Most anglers know that to target larger gamefish, fishing from shorelines or banks just won’t cut it. Offshore fishing requires the use of a boat or kayak, but the opportunities to add fish species to your bucket list are well worth the extra equipment. Karl Anthony Simon, a medical professional from the greater Houston area of Texas, is an avid sportfisherman. Having traveled the world in search of new species, he shares some of his tips for success in offshore fishing adventures.
Rod and Bait Choices for Offshore Fishing
When venturing offshore to target gamefish, smart anglers bring a variety of rods and tackle. Some of the equipment choices depend on the fish being sought; heavy boat rods are ideal for deepwater jigging and trolling, while light baitcasting or spinning gear is a better choice for fish feeding at or near the surface of the water. No matter what rods you bring, Anthony Simon recommends keeping one rod rigged with an artificial lure like a bucktail or soft plastic swimbait. This way, it is easy to grab when the opportunity strikes, such as checking out the action near oil rigs or if schools of feeding fish are spotted.
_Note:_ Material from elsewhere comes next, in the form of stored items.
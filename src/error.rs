//! Error types.
//!
//! Trace construction itself never returns errors: protocol violations from
//! the event source are logged and healed in place. The variants here cover
//! the serialization layer, the sink's I/O and configuration loading.

use crate::types::SymbolId;
use std::io;
use thiserror::Error;

/// Errors raised by encoding, decoding, output and configuration.
#[derive(Debug, Error)]
pub enum Error {
    /// Underlying I/O failure.
    #[error("i/o error: {0}")]
    Io(#[from] io::Error),

    /// A record could not be encoded.
    #[error("encode error: {0}")]
    Encode(#[from] rmp_serde::encode::Error),

    /// A record could not be decoded.
    #[error("decode error: {0}")]
    Decode(#[from] rmp_serde::decode::Error),

    /// The stream did not start with a known magic tag.
    #[error("bad stream magic {0:02x?}")]
    BadMagic([u8; 4]),

    /// The stream selects a framing this build cannot read.
    #[error("unsupported stream framing: {0}")]
    UnsupportedFraming(&'static str),

    /// A record referenced a symbol that was never disclosed in this stream.
    #[error("record references undisclosed symbol {0}")]
    UndisclosedSymbol(SymbolId),

    /// A record referenced a metric that was never disclosed in this stream.
    #[error("record references undisclosed metric {0}")]
    UndisclosedMetric(u32),

    /// A metric definition referenced a template never disclosed in this stream.
    #[error("metric definition references undisclosed template {0}")]
    UndisclosedTemplate(u32),

    /// A definition carried an id above what a reader will index.
    #[error("stream id {0} exceeds the reader limit")]
    IdOutOfRange(u32),

    /// An exception back-reference pointed at an identity not seen in the trace.
    #[error("exception reference {0} does not match any earlier exception")]
    UnknownIdentity(u32),

    /// Configuration could not be parsed.
    #[error("config error: {0}")]
    Config(String),
}

impl Error {
    /// Returns true if this error came from the underlying transport.
    #[must_use]
    pub const fn is_io(&self) -> bool {
        matches!(self, Self::Io(_))
    }

    /// Returns true if the stream content itself is malformed.
    #[must_use]
    pub const fn is_protocol(&self) -> bool {
        matches!(
            self,
            Self::BadMagic(_)
                | Self::UndisclosedSymbol(_)
                | Self::UndisclosedMetric(_)
                | Self::UndisclosedTemplate(_)
                | Self::UnknownIdentity(_)
                | Self::IdOutOfRange(_)
        )
    }
}

/// Result alias for fallible calltrace operations.
pub type Result<T> = std::result::Result<T, Error>;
Attention to Detail: The Key to Offshore Fishing Success
It is impossible to load one’s boat with every type of rod, reel, and bait, so anglers must often make critical decisions before heading offshore. Here, attention to detail is crucial: selecting commonly-used items or equipment that has been proven to work in the past. Keep a selection of leader materials, hooks, and terminal tackle onboard, but don’t get too carried away; the essentials should be enough to catch all the fish your boat can handle. Waterproof boxes make it a snap to keep tackle organized and reduce clutter aboard the fishing boat.
When choosing equipment, don’t forget to bring along anything that might be used to catch live bait out at sea. A light rod with a sabiki rig or a cast net can help you collect live bait that fish are feeding on, and thus improve your chances of landing a lunker.
Practice Your Knots
The knot holding leader to line or hook/lure to leader is the weakest link in any fishing setup. Seasoned anglers like Anthony Simon know that practicing knot-tying is a great way to hedge your bets offshore. Some of the best knots in terms of strength are the Palomar, fisherman’s knot (improved clinch knot), and the Uni knot. When tying knots in leaders, it is always a good practice to wet the line to reduce friction and damage to the leader material. Finally, some fishermen prefer to add a dab of superglue to their knots to improve their breaking strength.
If there is structure in your preferred fishing area, such as rock piles, reefs, or submerged debris, the deepwater jigging technique can pull up an incredible variety of sportfish. Typically, anglers use heavy boat rods and open-faced reels for jigging, but heavy spinning gear can also be used. The deepwater jig is usually a large 2-3oz. cigar or trapezoid shape, and is often covered with a prismatic or shiny material to entice fish. The technique is simple, too: let the jig touch the bottom, then engage the reel and pump the rod tip vigorously so the jig moves in a vertical pattern. Fish will literally come out from behind cover to attack the jig, and before you know it, your fish box will be full of snappers, grouper, and amberjack.